--- What is expected ---
Please copy every line with the string "TupleSource" from the entries below.
START Data listing
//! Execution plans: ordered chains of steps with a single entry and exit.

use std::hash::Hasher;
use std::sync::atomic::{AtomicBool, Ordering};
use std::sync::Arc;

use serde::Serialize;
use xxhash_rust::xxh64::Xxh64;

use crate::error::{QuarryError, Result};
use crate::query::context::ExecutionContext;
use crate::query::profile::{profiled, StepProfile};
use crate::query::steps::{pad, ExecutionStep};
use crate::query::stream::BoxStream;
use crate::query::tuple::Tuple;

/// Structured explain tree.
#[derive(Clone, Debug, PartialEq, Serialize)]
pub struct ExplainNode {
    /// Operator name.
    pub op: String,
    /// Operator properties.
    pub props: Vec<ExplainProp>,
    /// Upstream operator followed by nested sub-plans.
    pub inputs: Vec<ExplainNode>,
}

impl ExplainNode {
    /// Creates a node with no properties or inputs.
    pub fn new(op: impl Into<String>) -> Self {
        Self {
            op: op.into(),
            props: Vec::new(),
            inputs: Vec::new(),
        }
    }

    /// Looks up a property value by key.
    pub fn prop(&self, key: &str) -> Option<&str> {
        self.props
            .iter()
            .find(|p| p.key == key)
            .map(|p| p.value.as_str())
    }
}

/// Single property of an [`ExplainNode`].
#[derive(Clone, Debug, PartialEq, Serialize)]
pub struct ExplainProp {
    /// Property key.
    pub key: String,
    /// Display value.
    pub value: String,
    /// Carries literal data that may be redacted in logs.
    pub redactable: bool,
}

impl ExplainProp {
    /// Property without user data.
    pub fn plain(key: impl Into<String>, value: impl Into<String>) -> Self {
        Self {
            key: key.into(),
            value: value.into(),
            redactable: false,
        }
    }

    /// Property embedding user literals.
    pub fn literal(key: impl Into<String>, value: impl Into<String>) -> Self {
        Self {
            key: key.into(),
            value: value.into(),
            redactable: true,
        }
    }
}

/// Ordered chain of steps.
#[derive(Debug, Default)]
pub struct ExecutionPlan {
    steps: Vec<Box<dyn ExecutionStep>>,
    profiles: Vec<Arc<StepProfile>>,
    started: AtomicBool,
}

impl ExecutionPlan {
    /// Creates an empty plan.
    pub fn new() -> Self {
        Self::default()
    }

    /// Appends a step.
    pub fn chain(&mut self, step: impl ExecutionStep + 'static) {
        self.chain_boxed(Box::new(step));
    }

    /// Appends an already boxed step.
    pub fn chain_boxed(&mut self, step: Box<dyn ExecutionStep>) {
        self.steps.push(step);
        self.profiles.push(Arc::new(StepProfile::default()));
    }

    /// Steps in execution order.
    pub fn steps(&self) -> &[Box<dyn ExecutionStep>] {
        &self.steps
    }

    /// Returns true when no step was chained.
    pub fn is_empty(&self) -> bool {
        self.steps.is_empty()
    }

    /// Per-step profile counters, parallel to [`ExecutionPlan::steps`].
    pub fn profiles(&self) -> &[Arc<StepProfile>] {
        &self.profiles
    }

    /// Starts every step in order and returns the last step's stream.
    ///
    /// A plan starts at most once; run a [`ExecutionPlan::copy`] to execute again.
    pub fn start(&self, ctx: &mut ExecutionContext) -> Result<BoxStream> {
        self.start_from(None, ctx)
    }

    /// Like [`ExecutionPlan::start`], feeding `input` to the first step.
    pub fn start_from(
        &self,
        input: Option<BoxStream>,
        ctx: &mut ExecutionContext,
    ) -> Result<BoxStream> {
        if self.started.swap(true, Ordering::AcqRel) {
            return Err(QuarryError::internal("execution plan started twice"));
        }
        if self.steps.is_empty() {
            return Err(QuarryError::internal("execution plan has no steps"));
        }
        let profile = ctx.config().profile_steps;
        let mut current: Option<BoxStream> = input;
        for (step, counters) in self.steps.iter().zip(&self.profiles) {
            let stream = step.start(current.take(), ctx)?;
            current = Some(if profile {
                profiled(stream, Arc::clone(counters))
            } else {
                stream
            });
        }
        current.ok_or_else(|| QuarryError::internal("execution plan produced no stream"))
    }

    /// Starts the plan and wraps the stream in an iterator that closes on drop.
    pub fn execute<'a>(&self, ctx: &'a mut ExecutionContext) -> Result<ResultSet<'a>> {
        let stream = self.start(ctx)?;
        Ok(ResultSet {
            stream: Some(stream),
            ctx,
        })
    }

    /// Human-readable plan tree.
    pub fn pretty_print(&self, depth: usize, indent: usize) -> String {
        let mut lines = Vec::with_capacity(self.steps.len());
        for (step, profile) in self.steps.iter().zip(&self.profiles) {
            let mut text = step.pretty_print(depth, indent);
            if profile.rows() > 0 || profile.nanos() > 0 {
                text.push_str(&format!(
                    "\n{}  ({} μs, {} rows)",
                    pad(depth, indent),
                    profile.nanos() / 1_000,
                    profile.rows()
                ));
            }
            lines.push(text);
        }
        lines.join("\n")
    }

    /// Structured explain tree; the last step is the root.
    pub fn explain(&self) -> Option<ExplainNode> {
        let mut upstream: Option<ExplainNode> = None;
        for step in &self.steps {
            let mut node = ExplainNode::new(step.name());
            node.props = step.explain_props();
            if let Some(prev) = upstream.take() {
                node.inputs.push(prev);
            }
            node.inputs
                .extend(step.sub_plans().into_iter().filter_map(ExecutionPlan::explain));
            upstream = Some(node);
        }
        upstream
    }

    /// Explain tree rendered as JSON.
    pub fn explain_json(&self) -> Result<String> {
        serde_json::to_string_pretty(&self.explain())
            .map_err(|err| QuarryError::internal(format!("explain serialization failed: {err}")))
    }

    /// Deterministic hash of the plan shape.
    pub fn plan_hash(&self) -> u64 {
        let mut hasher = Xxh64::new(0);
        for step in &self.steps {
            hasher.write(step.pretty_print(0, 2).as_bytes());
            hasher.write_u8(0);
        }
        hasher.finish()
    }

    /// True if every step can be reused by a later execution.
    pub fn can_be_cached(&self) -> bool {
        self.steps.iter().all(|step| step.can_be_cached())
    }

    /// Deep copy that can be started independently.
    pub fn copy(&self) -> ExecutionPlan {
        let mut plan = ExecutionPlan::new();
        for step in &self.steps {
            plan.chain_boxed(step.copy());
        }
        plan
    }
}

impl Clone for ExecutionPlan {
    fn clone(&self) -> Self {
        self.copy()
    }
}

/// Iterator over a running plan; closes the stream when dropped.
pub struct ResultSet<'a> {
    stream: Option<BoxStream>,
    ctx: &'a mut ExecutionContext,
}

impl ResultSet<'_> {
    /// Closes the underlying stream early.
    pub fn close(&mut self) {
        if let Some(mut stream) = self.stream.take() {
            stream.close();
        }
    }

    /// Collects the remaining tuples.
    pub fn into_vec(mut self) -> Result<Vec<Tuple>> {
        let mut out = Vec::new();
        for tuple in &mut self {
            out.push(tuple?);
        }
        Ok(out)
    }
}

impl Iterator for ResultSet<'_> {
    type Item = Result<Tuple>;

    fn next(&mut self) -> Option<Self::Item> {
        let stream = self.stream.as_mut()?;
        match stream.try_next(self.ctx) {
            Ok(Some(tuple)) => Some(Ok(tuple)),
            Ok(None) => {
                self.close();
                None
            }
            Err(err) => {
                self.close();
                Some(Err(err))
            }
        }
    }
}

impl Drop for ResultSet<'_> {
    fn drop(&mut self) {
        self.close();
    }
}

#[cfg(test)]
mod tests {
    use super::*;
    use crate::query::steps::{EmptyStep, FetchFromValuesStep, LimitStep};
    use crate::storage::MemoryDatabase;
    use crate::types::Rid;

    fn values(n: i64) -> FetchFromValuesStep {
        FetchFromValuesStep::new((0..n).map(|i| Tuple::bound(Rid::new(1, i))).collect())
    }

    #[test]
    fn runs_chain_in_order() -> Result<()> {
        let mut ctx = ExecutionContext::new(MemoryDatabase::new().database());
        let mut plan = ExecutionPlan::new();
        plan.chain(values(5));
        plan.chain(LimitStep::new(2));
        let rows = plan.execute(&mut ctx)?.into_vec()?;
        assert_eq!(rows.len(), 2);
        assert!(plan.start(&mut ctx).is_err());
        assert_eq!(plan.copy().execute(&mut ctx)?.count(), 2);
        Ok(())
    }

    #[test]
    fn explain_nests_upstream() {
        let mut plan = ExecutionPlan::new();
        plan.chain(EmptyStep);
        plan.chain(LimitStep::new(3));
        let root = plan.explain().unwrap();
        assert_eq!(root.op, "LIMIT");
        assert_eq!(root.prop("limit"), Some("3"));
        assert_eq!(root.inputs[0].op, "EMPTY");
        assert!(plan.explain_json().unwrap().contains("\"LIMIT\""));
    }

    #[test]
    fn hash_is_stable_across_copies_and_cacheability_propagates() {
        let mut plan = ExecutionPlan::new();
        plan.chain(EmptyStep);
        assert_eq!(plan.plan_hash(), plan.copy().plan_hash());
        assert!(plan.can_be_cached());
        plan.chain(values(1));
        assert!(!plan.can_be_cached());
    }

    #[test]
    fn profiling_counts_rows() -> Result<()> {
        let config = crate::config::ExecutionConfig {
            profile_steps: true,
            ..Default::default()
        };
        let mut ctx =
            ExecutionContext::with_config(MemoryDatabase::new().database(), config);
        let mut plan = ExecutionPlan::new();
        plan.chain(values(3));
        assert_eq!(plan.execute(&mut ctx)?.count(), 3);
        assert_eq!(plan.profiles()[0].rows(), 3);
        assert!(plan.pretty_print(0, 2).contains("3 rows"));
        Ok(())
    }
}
END Data listing
START Data listing
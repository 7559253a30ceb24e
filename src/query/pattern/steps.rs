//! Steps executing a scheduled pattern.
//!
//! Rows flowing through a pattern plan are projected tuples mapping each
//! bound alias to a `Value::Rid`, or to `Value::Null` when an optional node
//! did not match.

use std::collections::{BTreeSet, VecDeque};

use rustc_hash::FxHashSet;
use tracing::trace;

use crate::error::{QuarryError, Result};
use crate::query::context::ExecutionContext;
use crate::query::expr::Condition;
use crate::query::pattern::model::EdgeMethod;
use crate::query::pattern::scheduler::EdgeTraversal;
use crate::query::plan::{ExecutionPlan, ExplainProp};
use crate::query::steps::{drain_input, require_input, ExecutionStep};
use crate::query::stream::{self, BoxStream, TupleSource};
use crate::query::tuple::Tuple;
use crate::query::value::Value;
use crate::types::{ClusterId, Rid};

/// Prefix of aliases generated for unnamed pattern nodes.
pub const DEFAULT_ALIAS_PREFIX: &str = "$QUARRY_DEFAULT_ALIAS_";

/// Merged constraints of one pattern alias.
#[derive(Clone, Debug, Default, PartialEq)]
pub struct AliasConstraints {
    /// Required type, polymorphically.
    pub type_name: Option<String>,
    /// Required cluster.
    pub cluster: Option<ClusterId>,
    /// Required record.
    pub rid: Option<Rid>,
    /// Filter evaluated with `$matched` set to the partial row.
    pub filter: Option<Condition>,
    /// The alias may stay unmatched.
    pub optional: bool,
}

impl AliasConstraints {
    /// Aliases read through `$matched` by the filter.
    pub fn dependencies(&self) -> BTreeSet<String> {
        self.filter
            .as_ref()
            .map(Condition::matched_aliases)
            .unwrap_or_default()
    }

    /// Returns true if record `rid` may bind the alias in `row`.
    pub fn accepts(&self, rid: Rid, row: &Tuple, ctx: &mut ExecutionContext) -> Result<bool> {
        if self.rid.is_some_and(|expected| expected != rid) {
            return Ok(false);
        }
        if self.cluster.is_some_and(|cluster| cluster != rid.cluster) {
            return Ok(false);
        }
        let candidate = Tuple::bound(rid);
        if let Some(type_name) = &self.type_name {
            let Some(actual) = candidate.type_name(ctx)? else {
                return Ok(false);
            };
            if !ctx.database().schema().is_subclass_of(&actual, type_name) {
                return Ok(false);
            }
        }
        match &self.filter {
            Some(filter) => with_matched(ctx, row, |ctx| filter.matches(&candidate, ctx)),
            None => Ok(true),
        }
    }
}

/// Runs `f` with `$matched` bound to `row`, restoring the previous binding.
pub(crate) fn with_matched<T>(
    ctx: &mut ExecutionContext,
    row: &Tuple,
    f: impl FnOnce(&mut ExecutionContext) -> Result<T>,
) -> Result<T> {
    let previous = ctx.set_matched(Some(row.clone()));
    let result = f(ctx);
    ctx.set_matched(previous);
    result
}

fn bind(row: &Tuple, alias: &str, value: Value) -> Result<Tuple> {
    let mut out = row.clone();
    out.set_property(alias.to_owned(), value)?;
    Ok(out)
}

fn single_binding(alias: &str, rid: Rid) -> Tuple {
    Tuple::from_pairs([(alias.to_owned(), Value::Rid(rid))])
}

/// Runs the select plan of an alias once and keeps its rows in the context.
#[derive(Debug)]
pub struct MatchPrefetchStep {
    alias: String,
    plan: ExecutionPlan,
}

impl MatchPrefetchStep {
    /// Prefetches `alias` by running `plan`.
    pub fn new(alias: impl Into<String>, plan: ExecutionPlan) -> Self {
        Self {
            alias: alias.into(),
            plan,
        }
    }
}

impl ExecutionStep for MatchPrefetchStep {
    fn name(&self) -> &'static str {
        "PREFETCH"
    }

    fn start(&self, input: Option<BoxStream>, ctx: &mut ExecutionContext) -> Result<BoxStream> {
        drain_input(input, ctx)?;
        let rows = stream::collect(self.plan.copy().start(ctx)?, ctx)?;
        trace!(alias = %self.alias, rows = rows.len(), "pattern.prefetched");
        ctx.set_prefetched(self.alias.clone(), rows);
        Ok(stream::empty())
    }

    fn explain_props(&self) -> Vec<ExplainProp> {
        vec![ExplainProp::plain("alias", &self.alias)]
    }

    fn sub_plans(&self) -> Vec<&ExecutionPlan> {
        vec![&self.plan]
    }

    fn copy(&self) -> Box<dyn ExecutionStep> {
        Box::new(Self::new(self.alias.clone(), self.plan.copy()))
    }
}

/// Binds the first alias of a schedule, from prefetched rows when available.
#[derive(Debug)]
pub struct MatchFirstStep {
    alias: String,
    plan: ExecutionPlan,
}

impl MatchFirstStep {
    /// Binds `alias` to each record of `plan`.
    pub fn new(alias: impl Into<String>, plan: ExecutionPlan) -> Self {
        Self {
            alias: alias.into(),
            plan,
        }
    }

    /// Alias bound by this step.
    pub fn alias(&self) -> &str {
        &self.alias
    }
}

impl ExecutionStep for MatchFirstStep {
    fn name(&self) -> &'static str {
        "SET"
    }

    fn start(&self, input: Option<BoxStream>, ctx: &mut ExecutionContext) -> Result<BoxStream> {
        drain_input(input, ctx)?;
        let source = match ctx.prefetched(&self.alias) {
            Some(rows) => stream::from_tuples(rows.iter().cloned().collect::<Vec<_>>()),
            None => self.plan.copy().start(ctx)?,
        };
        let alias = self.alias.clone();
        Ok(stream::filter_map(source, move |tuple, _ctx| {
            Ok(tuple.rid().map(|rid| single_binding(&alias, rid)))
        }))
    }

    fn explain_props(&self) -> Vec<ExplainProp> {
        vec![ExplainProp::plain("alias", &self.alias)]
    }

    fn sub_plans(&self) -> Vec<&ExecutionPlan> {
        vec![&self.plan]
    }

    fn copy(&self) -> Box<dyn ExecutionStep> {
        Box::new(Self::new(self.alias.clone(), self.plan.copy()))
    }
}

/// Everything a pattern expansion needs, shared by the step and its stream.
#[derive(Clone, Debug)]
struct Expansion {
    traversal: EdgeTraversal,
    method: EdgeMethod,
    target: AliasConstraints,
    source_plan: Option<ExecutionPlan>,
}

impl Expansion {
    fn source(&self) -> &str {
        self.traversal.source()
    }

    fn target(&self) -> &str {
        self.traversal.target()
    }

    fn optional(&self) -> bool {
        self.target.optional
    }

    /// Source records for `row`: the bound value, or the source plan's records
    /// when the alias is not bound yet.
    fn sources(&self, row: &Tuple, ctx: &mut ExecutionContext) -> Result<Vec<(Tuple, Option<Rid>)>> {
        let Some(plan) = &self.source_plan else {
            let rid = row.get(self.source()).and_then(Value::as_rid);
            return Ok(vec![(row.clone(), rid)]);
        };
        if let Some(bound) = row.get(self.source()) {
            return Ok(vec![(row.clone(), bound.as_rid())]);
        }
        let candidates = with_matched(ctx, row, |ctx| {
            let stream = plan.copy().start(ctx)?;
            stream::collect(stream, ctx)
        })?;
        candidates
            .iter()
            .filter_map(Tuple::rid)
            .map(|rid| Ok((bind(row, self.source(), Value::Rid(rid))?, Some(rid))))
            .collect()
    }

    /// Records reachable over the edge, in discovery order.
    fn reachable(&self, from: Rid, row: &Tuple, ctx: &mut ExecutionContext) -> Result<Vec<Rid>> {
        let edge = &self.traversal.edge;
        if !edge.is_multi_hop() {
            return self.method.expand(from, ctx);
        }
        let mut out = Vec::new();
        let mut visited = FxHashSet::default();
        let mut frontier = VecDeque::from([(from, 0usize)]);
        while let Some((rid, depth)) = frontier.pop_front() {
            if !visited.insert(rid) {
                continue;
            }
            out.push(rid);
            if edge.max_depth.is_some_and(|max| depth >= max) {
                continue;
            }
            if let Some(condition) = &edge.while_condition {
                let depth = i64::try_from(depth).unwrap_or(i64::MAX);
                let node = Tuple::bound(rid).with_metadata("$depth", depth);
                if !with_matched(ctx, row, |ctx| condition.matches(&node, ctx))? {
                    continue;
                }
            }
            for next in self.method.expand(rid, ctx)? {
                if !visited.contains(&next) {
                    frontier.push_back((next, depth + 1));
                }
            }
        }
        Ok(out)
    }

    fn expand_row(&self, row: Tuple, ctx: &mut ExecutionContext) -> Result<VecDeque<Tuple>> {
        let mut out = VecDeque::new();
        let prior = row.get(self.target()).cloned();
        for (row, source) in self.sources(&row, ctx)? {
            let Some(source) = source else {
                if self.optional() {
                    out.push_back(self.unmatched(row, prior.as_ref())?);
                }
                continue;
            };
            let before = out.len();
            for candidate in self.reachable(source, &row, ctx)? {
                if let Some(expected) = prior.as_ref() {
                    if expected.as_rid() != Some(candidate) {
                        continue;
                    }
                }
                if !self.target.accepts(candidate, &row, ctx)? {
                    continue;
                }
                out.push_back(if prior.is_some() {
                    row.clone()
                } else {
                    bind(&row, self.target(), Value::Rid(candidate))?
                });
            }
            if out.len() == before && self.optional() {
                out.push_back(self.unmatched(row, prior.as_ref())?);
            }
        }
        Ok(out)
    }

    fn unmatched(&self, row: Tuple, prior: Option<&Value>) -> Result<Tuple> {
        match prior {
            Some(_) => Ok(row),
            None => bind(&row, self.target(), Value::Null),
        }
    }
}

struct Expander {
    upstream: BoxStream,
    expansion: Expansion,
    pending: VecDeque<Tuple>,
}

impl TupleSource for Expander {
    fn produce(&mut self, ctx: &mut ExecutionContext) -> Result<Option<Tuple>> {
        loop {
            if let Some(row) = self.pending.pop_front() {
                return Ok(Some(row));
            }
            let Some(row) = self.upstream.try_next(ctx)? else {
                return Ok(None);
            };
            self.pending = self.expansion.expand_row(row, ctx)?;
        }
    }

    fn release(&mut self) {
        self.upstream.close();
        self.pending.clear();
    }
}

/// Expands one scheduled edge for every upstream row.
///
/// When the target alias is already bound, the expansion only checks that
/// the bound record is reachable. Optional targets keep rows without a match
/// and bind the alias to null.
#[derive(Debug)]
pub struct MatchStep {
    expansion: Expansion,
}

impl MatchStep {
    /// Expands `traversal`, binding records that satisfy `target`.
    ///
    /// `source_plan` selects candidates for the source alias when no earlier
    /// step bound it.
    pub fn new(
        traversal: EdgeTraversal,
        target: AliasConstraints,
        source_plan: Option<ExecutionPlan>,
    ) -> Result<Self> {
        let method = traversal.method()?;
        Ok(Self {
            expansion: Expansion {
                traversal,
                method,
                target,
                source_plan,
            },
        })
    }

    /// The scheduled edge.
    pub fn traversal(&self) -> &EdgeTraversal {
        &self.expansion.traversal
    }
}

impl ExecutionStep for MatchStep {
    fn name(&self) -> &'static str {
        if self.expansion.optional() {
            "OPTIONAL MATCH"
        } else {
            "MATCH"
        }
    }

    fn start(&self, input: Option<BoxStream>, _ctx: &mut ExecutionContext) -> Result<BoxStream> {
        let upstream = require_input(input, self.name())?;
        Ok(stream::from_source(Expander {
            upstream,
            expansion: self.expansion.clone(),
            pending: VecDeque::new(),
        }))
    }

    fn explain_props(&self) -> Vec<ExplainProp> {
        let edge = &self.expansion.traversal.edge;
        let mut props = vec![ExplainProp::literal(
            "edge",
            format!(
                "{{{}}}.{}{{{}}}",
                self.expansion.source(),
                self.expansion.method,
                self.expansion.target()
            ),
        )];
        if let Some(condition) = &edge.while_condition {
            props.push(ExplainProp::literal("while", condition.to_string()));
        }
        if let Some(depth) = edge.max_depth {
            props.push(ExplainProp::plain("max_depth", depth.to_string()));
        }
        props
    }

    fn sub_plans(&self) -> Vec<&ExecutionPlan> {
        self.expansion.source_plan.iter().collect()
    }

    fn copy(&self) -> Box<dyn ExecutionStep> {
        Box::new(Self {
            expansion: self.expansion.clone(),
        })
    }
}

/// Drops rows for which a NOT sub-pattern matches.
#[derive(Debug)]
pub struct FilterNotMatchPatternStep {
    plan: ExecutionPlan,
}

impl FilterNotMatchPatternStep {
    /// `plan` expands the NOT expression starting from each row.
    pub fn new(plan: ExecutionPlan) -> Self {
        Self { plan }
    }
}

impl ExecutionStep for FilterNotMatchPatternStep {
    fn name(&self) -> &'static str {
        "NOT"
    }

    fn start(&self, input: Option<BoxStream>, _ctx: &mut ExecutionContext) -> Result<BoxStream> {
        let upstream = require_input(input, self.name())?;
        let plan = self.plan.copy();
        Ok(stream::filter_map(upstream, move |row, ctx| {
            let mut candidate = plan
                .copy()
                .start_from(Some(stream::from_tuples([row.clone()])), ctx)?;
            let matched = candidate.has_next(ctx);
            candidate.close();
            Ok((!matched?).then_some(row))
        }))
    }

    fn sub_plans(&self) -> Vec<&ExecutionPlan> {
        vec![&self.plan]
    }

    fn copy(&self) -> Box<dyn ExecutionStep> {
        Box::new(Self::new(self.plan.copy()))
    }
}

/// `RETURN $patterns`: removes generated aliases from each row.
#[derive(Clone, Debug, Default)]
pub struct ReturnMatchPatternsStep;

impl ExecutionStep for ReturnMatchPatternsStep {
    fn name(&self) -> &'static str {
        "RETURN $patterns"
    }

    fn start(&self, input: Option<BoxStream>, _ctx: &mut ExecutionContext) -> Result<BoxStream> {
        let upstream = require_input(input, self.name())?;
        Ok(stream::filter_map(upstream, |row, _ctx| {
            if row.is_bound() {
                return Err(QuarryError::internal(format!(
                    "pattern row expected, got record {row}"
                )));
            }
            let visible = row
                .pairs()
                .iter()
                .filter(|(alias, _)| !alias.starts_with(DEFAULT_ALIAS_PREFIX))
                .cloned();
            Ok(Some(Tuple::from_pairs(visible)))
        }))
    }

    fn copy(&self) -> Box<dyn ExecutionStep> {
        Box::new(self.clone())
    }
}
END Data listing
--- Result for this exercise ---
use crate::query::stream::{self, BoxStream, TupleSource};
impl TupleSource for Expander {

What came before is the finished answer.